Changing the tumor microenvironment from immunosuppressive to immunostimulatory holds the biggest promise for more effective tumor therapies as is attested with recent successes of the anti-PD-L1 treatment, which however met with limited success in CRC patients. Success of PD-1/PD-L1 inhibition in cancer treatments depends on tumor mutational load and high T cell infiltration [42]. Additionally, PD-L1 tumor positivity is used as an indicator for responsive patients to PD-1/PD-L1 inhibition [43]. High levels of PD-L1 expression on macrophages were shown to be associated with longer OS in anti-PD-1 treated patients [19]. Our study shows that while there was significant reduction in the overall myeloid cell population and changes in the proportions of specific subsets, their PD-L1 expression, which in general was high, did not significantly change. Taken together with the increased CD3+ T cell infiltration in response to SAR131675 treatment, the results suggest that a combination of SAR131675 treatment with PD-1/PD-L1 inhibition could increase the anti-tumor efficacy.

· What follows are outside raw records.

//! Scripted in-process backend for tests.

use std::{
    collections::{HashMap, VecDeque},
    result::Result as StdResult,
    time::Duration,
};

use async_trait::async_trait;
use meow_protocol::Method;
use parking_lot::Mutex;
use serde_json::Value;

use crate::Backend;

/// Scripted outcome of one invocation.
#[derive(Clone, Debug)]
pub enum Reply {
    /// Succeed with the given payload.
    Ok(Value),
    /// Fail with the given backend message.
    Err(String),
}

/// A reply plus the simulated backend latency.
#[derive(Clone, Debug)]
struct Script {
    /// Outcome.
    reply: Reply,
    /// Delay before the outcome is produced.
    delay: Duration,
}

/// In-process [`Backend`] with per-method scripted replies.
///
/// One-shot replies queued with [`reply_once`](Self::reply_once) are consumed
/// first, then the sticky reply set with [`reply`](Self::reply); unscripted
/// methods succeed with `null`.
#[derive(Default)]
pub struct MockBackend {
    /// Sticky replies.
    sticky: Mutex<HashMap<Method, Script>>,
    /// Queued one-shot replies.
    once: Mutex<HashMap<Method, VecDeque<Script>>>,
    /// Every invocation in arrival order.
    calls: Mutex<Vec<(Method, Value)>>,
    /// Invocations that ran to completion (including replies nobody awaited).
    completed: Mutex<Vec<Method>>,
}

impl MockBackend {
    /// Create an empty mock.
    pub fn new() -> Self {
        Self::default()
    }

    /// Always answer `method` with `reply`.
    pub fn reply(&self, method: Method, reply: Reply) -> &Self {
        self.reply_after(method, reply, Duration::ZERO)
    }

    /// Always answer `method` with `reply` after `delay`.
    pub fn reply_after(&self, method: Method, reply: Reply, delay: Duration) -> &Self {
        self.sticky.lock().insert(method, Script { reply, delay });
        self
    }

    /// Answer the next call to `method` with `reply`.
    pub fn reply_once(&self, method: Method, reply: Reply) -> &Self {
        self.once
            .lock()
            .entry(method)
            .or_default()
            .push_back(Script {
                reply,
                delay: Duration::ZERO,
            });
        self
    }

    /// Shorthand for a sticky failure.
    pub fn fail(&self, method: Method, cause: &str) -> &Self {
        self.reply(method, Reply::Err(cause.to_string()))
    }

    /// Snapshot of every invocation so far.
    pub fn calls(&self) -> Vec<(Method, Value)> {
        self.calls.lock().clone()
    }

    /// Arguments of every invocation of `method`.
    pub fn calls_to(&self, method: Method) -> Vec<Value> {
        self.calls
            .lock()
            .iter()
            .filter(|(m, _)| *m == method)
            .map(|(_, v)| v.clone())
            .collect()
    }

    /// Number of invocations of `method`.
    pub fn count(&self, method: Method) -> usize {
        self.calls.lock().iter().filter(|(m, _)| *m == method).count()
    }

    /// Number of invocations of `method` that produced their reply.
    pub fn completed(&self, method: Method) -> usize {
        self.completed.lock().iter().filter(|m| **m == method).count()
    }

    /// Pick the script for the next call to `method`.
    fn next_script(&self, method: Method) -> Script {
        if let Some(s) = self.once.lock().get_mut(&method).and_then(VecDeque::pop_front) {
            return s;
        }
        self.sticky
            .lock()
            .get(&method)
            .cloned()
            .unwrap_or(Script {
                reply: Reply::Ok(Value::Null),
                delay: Duration::ZERO,
            })
    }
}

#[async_trait]
impl Backend for MockBackend {
    async fn invoke(&self, method: Method, args: Value) -> StdResult<Value, String> {
        self.calls.lock().push((method, args));
        let script = self.next_script(method);
        if !script.delay.is_zero() {
            tokio::time::sleep(script.delay).await;
        }
        self.completed.lock().push(method);
        match script.reply {
            Reply::Ok(v) => Ok(v),
            Reply::Err(e) => Err(e),
        }
    }
}
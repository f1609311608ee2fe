//! Ingestion pipeline: frames in, validated records out to storage.

pub mod discovery;
pub mod processor;
pub mod write_buffer;

pub use discovery::{DiscoveryListener, DiscoveryStats};
pub use processor::{EventProcessor, ProcessorStats};
pub use write_buffer::{RecordSender, WriteBuffer, WriteBufferStats};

There are some limitations in this study, one of them being that the model requires the removal of the spleen to avoid the establishment of spleen bed tumors. We believe that this does detract from the results. In some other publications splenectomy is associated with less tumor growth as the spleen presents a reservoir of immunosuppressive myeloid derived cells, both macrophages and MDSCs [44,45]. Indeed, in another study using this model with hemi-splenectomy, it was observed that CRCLM growth was more vigorous [46]. Another limitation is that we used different lobes of the liver to determine tumor burden, and for flow cytometry, while we were consistent using the same lobe from controls and treated animals for each procedure, it would have been ideal to use the whole liver for each test. Lastly our study is an exploratory study that has identified significant changes in immune cell composition associated with tumor inhibition, further characterization of specific immune cell subgroups either by in vitro assays or gene expression analysis would shed light on their role in tumor inhibition. Additionally, the use of VEGFR3 deleted tumor cells and/or VEGF-C inhibitors could further elucidate the mechanisms of SAR131675 tumor inhibition.

5. Conclusions

Taken together our study demonstrates that the VEGFR3 specific inhibitor SAR131675 is effective and well tolerated by the animals. It rebalances the TME towards an antitumor immune response by reducing the immunosuppressive myeloid derived cells and increasing the tumor fighting CD3+ T cells and, in particular, CD4+ T cells which in other studies is an indicator of an effective therapy. The results also suggest that VEGFR3 specific inhibition may be used in combination with other treatments including tumor resection and/or immunotherapies and may be a suitable treatment for CRCLM patients following resection.